[[ RECORDS PROVIDED, beginning ]]

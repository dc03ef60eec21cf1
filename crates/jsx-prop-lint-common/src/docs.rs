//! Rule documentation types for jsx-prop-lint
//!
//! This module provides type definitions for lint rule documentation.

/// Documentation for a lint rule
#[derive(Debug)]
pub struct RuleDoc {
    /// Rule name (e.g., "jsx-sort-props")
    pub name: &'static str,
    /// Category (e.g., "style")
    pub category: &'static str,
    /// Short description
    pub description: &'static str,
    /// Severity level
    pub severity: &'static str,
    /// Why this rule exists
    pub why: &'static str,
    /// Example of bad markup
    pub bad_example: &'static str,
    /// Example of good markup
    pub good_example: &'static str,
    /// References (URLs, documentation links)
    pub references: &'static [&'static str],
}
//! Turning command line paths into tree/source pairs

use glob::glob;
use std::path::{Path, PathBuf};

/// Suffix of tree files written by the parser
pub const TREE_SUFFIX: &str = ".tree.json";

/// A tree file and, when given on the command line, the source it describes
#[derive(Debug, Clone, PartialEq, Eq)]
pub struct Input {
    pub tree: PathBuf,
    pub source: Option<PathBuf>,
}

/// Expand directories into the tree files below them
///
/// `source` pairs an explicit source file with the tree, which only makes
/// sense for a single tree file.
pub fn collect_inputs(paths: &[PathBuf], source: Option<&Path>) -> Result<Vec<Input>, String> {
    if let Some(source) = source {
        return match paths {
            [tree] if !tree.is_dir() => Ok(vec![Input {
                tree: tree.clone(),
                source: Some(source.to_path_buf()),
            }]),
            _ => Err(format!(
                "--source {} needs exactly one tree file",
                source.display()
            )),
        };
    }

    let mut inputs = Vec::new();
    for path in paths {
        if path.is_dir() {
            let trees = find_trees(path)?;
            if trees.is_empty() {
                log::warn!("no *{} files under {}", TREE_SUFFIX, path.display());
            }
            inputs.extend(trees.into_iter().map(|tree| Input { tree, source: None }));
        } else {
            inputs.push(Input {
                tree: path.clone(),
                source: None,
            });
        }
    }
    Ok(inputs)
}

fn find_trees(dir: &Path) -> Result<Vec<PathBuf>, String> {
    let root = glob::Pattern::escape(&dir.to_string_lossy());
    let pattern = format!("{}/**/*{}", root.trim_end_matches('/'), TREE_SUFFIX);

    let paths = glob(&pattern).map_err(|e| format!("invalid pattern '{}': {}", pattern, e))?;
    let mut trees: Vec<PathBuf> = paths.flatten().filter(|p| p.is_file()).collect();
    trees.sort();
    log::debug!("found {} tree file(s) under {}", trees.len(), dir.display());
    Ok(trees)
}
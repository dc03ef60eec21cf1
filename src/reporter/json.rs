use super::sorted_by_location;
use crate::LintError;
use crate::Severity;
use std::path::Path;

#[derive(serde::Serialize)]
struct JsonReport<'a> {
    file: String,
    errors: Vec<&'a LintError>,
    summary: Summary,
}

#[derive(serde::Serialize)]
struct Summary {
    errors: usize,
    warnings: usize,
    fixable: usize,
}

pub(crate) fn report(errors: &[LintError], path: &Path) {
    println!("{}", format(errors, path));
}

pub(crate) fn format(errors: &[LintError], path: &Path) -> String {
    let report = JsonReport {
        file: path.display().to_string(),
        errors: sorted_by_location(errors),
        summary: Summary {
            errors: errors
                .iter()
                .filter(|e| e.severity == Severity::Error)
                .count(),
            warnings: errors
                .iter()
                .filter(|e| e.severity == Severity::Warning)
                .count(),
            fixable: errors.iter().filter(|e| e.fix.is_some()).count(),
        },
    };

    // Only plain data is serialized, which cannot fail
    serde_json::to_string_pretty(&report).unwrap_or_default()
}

[[ RECORDS PROVIDED, end ]]
[[ RECORDS PROVIDED, beginning ]]

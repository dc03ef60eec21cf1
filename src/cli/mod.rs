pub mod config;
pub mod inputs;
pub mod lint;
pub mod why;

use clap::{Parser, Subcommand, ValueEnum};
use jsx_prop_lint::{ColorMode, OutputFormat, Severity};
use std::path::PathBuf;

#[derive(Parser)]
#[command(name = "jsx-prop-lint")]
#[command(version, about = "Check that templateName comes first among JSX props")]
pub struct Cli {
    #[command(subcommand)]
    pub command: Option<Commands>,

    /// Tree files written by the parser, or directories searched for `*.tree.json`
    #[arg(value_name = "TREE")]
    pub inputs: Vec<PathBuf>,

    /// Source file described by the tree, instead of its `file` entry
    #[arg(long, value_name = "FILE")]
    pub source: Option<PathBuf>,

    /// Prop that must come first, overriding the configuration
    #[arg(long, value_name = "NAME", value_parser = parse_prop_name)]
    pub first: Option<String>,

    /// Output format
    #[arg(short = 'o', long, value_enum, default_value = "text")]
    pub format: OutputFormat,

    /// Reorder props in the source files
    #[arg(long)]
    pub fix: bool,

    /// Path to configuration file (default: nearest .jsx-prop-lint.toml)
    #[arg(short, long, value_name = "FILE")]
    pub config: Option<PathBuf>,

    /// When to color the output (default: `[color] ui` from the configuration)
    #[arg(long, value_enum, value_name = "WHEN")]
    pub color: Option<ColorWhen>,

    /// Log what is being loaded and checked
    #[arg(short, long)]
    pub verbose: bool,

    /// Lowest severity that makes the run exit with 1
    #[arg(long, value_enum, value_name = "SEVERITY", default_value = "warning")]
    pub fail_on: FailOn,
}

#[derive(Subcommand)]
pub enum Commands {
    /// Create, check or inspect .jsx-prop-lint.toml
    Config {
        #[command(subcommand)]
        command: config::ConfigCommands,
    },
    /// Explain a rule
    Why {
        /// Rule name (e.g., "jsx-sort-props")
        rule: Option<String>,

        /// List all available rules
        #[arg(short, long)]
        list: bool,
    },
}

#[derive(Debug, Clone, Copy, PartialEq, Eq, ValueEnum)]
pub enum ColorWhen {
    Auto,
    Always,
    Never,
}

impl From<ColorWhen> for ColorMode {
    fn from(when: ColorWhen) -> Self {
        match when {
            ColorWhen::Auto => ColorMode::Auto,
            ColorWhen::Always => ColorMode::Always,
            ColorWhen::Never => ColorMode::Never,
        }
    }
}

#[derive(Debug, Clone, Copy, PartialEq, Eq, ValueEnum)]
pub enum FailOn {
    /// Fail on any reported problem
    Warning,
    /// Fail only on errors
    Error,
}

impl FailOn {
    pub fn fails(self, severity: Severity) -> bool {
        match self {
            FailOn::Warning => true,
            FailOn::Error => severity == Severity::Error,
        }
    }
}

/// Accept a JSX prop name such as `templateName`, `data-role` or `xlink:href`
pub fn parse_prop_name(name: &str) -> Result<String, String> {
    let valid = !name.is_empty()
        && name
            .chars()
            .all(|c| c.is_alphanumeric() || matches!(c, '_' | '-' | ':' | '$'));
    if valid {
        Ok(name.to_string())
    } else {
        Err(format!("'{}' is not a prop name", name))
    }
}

[[ RECORDS PROVIDED, end ]]

▸ TASK OBJECTIVE
Every line above in which the word "JsonReport" is present must be copied into the answer.

▸ SOLVED PROBLEM
struct JsonReport<'a> {
    let report = JsonReport {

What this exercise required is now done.